Collected data:
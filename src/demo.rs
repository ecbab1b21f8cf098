//! Demo records for the in-memory backend.
//!
//! A memory-backed server has no database for the CLI seeder to write to, so
//! it starts with one admin, one lecturer, one student and an offering whose
//! enrollment window is open. Every account uses [`DEMO_PASSWORD`].

use chrono::{DateTime, Duration, NaiveTime, Utc};
use registrar_core::hash_password;
use registrar_db::MemoryRecordStore;
use registrar_models::{
    Admin, AdminId, ClassroomId, Intake, IntakeId, Lecturer, LecturerId, ProgramId,
    SessionOffering, SessionOfferingId, Student, StudentId, SubjectId,
};

pub const DEMO_PASSWORD: &str = "password123";
pub const DEMO_ADMIN_USERNAME: &str = "admin";
pub const DEMO_LECTURER_EMAIL: &str = "lecturer@example.com";
pub const DEMO_STUDENT_CODE: &str = "S0001";

/// Days until the demo intake starts; inside the five-day enrollment window.
const OPENS_IN_DAYS: i64 = 3;

#[derive(Debug, Clone)]
pub struct DemoRecords {
    pub admin_id: AdminId,
    pub lecturer_id: LecturerId,
    pub student_id: StudentId,
    pub session_offering_id: SessionOfferingId,
}

pub async fn seed_memory_store(
    store: &MemoryRecordStore,
    now: DateTime<Utc>,
) -> anyhow::Result<DemoRecords> {
    let password = hash_password(DEMO_PASSWORD).map_err(|e| e.error)?;
    let program_id = ProgramId::new();

    let intake = Intake {
        id: IntakeId::new(),
        name: "Demo intake".into(),
        start_date: now + Duration::days(OPENS_IN_DAYS),
        end_date: now + Duration::days(OPENS_IN_DAYS + 120),
    };
    let admin = Admin {
        id: AdminId::new(),
        username: DEMO_ADMIN_USERNAME.into(),
        password: password.clone(),
        created_at: now,
        updated_at: None,
    };
    let lecturer = Lecturer {
        id: LecturerId::new(),
        name: "Demo Lecturer".into(),
        email: DEMO_LECTURER_EMAIL.into(),
        password: password.clone(),
        created_at: now,
        updated_at: None,
    };
    let student = Student {
        id: StudentId::new(),
        program_id,
        intake_id: intake.id,
        student_code: DEMO_STUDENT_CODE.into(),
        name: "Demo Student".into(),
        email: "student@example.com".into(),
        password,
        is_active: true,
        created_at: now,
        updated_at: None,
    };
    let offering = SessionOffering {
        id: SessionOfferingId::new(),
        subject_id: SubjectId::new(),
        lecturer_id: lecturer.id,
        intake_id: intake.id,
        classroom_id: ClassroomId::new(),
        program_id,
        day: "Monday".into(),
        start_time: NaiveTime::from_hms_opt(9, 0, 0).unwrap_or_default(),
        end_time: NaiveTime::from_hms_opt(11, 0, 0).unwrap_or_default(),
        created_at: now,
    };

    let records = DemoRecords {
        admin_id: admin.id,
        lecturer_id: lecturer.id,
        student_id: student.id,
        session_offering_id: offering.id,
    };

    store.insert_intake(intake).await;
    store.insert_admin(admin).await;
    store.insert_lecturer(lecturer).await;
    store.insert_student(student).await;
    store.insert_session_offering(offering).await;

    Ok(records)
}

#[cfg(test)]
mod tests {
    use super::*;
    use registrar_core::verify_password;
    use registrar_db::RecordStore;

    #[tokio::test]
    async fn demo_offering_is_open_for_the_demo_student() {
        let store = MemoryRecordStore::new();
        let now = Utc::now();

        let records = seed_memory_store(&store, now).await.unwrap();

        let student = store.find_student_by_code(DEMO_STUDENT_CODE).await.unwrap().unwrap();
        assert!(verify_password(DEMO_PASSWORD, &student.password).unwrap());
        let offering = store.get_session_offering(records.session_offering_id).await.unwrap();
        assert_eq!(offering.program_id, student.program_id);
        assert_eq!(offering.lecturer_id, records.lecturer_id);
        let intake = store.get_intake(offering.intake_id).await.unwrap();
        assert!(intake.is_enrollment_open(now));
    }
}
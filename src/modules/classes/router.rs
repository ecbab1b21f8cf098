use axum::{
    Router, middleware,
    routing::{get, post},
};

use super::controller::{create_class, get_class, list_lecturer_sessions, list_offering_classes};
use crate::middleware::auth::require_session;
use crate::middleware::role::{require_admin, require_lecturer};
use crate::state::AppState;

pub fn init_classes_router(state: &AppState) -> Router<AppState> {
    let any_session = Router::new()
        .route("/classes/{id}", get(get_class))
        .route_layer(middleware::from_fn_with_state(state.clone(), require_session));

    let admin = Router::new()
        .route("/classes", post(create_class))
        .route_layer(middleware::from_fn_with_state(state.clone(), require_session))
        .route_layer(middleware::from_fn_with_state(state.clone(), require_admin));

    let lecturer = Router::new()
        .route("/lecturer/sessions", get(list_lecturer_sessions))
        .route("/lecturer/sessions/{id}/classes", get(list_offering_classes))
        .route_layer(middleware::from_fn_with_state(state.clone(), require_session))
        .route_layer(middleware::from_fn_with_state(state.clone(), require_lecturer));

    any_session.merge(admin).merge(lecturer)
}
//! Record store behaviour against a real database.
//!
//! Run with `DATABASE_URL` pointing at a disposable Postgres and
//! `cargo test -- --ignored`.

use chrono::{NaiveDate, Utc};
use registrar_db::{PgRecordStore, RecordStore, StoreError};
use registrar_models::{SessionOfferingId, StudentId};
use sqlx::PgPool;
use uuid::Uuid;

struct Catalog {
    offering: SessionOfferingId,
    students: Vec<StudentId>,
}

async fn seed_catalog(pool: &PgPool, students: usize) -> Catalog {
    let faculty = Uuid::new_v4();
    let program = Uuid::new_v4();
    let intake = Uuid::new_v4();
    let lecturer = Uuid::new_v4();
    let subject = Uuid::new_v4();
    let classroom = Uuid::new_v4();
    let offering = Uuid::new_v4();
    let start = Utc::now() + chrono::Duration::days(2);

    sqlx::query("INSERT INTO faculties (id, name) VALUES ($1, 'Computing')")
        .bind(faculty)
        .execute(pool)
        .await
        .unwrap();
    sqlx::query("INSERT INTO programs (id, faculty_id, code, name) VALUES ($1, $2, 'CS', 'Computer Science')")
        .bind(program)
        .bind(faculty)
        .execute(pool)
        .await
        .unwrap();
    sqlx::query("INSERT INTO intakes (id, name, start_date, end_date) VALUES ($1, 'Test', $2, $3)")
        .bind(intake)
        .bind(start)
        .bind(start + chrono::Duration::days(120))
        .execute(pool)
        .await
        .unwrap();
    sqlx::query("INSERT INTO lecturers (id, name, email, password) VALUES ($1, 'L', 'l@example.com', 'x')")
        .bind(lecturer)
        .execute(pool)
        .await
        .unwrap();
    sqlx::query("INSERT INTO subjects (id, code, name) VALUES ($1, 'SUB1', 'Subject')")
        .bind(subject)
        .execute(pool)
        .await
        .unwrap();
    sqlx::query("INSERT INTO classrooms (id, name) VALUES ($1, 'Room 1')")
        .bind(classroom)
        .execute(pool)
        .await
        .unwrap();
    sqlx::query(
        "INSERT INTO session_offerings
         (id, subject_id, lecturer_id, intake_id, classroom_id, program_id, day, start_time, end_time)
         VALUES ($1, $2, $3, $4, $5, $6, 'Monday', '09:00', '11:00')",
    )
    .bind(offering)
    .bind(subject)
    .bind(lecturer)
    .bind(intake)
    .bind(classroom)
    .bind(program)
    .execute(pool)
    .await
    .unwrap();

    let mut ids = Vec::with_capacity(students);
    for i in 0..students {
        let id = Uuid::new_v4();
        sqlx::query(
            "INSERT INTO students (id, program_id, intake_id, student_code, name, email, password)
             VALUES ($1, $2, $3, $4, 'S', 's@example.com', 'x')",
        )
        .bind(id)
        .bind(program)
        .bind(intake)
        .bind(format!("S{i:04}"))
        .execute(pool)
        .await
        .unwrap();
        ids.push(StudentId::from(id));
    }

    Catalog {
        offering: SessionOfferingId::from(offering),
        students: ids,
    }
}

#[sqlx::test(migrations = "./migrations")]
#[ignore = "requires Postgres"]
async fn test_active_enrollment_is_unique_even_when_racing(pool: PgPool) {
    let catalog = seed_catalog(&pool, 1).await;
    let store = PgRecordStore::new(pool);
    let student = catalog.students[0];

    let attempts: Vec<_> = (0..8)
        .map(|_| {
            let store = store.clone();
            let offering = catalog.offering;
            tokio::spawn(async move {
                store
                    .create_enrollment(student, offering, student.into_inner())
                    .await
            })
        })
        .collect();

    let mut created = 0;
    for attempt in attempts {
        match attempt.await.unwrap() {
            Ok(_) => created += 1,
            Err(err) => assert!(matches!(err, StoreError::Conflict(_)), "{err:?}"),
        }
    }
    assert_eq!(created, 1);
}

#[sqlx::test(migrations = "./migrations")]
#[ignore = "requires Postgres"]
async fn test_withdraw_cascades_and_frees_the_slot(pool: PgPool) {
    let catalog = seed_catalog(&pool, 1).await;
    let store = PgRecordStore::new(pool);
    let student = catalog.students[0];
    let actor = Uuid::new_v4();

    let (enrollment, result) = store
        .create_enrollment(student, catalog.offering, actor)
        .await
        .unwrap();
    assert_eq!(result.enrollment_id, enrollment.id);

    assert_eq!(store.withdraw_enrollment(enrollment.id, actor).await.unwrap(), 1);
    assert!(store.list_results_by_enrollment(enrollment.id).await.unwrap().is_empty());
    assert!(matches!(
        store.withdraw_enrollment(enrollment.id, actor).await,
        Err(StoreError::NotFound)
    ));

    store
        .create_enrollment(student, catalog.offering, actor)
        .await
        .unwrap();
}

#[sqlx::test(migrations = "./migrations")]
#[ignore = "requires Postgres"]
async fn test_class_fan_out_covers_active_enrollments(pool: PgPool) {
    let catalog = seed_catalog(&pool, 3).await;
    let store = PgRecordStore::new(pool);
    let actor = Uuid::new_v4();

    for student in &catalog.students {
        store
            .create_enrollment(*student, catalog.offering, actor)
            .await
            .unwrap();
    }
    let dropped = store
        .find_active_enrollment(catalog.students[2], catalog.offering)
        .await
        .unwrap()
        .unwrap();
    store.withdraw_enrollment(dropped.id, actor).await.unwrap();

    let (class, rows) = store
        .create_class_with_attendance(
            catalog.offering,
            NaiveDate::from_ymd_opt(2026, 9, 7).unwrap(),
            actor,
        )
        .await
        .unwrap();

    assert_eq!(rows.len(), 2);
    assert!(rows.iter().all(|r| !r.attended && r.class_meeting_id == class.id));
    assert_eq!(store.list_attendance_by_class(class.id).await.unwrap().len(), 2);
}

» Problem to work on: Produce only the lines from the line containing "store.insert_admin(admin).await;" through the line containing "use crate::middleware::auth::require_session;", inclusive of both, exactly as they stand in the entries above.

» Written response:
    store.insert_admin(admin).await;
    store.insert_lecturer(lecturer).await;
    store.insert_student(student).await;
    store.insert_session_offering(offering).await;

    Ok(records)
}

#[cfg(test)]
mod tests {
    use super::*;
    use registrar_core::verify_password;
    use registrar_db::RecordStore;

    #[tokio::test]
    async fn demo_offering_is_open_for_the_demo_student() {
        let store = MemoryRecordStore::new();
        let now = Utc::now();

        let records = seed_memory_store(&store, now).await.unwrap();

        let student = store.find_student_by_code(DEMO_STUDENT_CODE).await.unwrap().unwrap();
        assert!(verify_password(DEMO_PASSWORD, &student.password).unwrap());
        let offering = store.get_session_offering(records.session_offering_id).await.unwrap();
        assert_eq!(offering.program_id, student.program_id);
        assert_eq!(offering.lecturer_id, records.lecturer_id);
        let intake = store.get_intake(offering.intake_id).await.unwrap();
        assert!(intake.is_enrollment_open(now));
    }
}
filename src/modules/classes/router.rs
repository ecbab1b21f8cf098
use axum::{
    Router, middleware,
    routing::{get, post},
};

use super::controller::{create_class, get_class, list_lecturer_sessions, list_offering_classes};
use crate::middleware::auth::require_session;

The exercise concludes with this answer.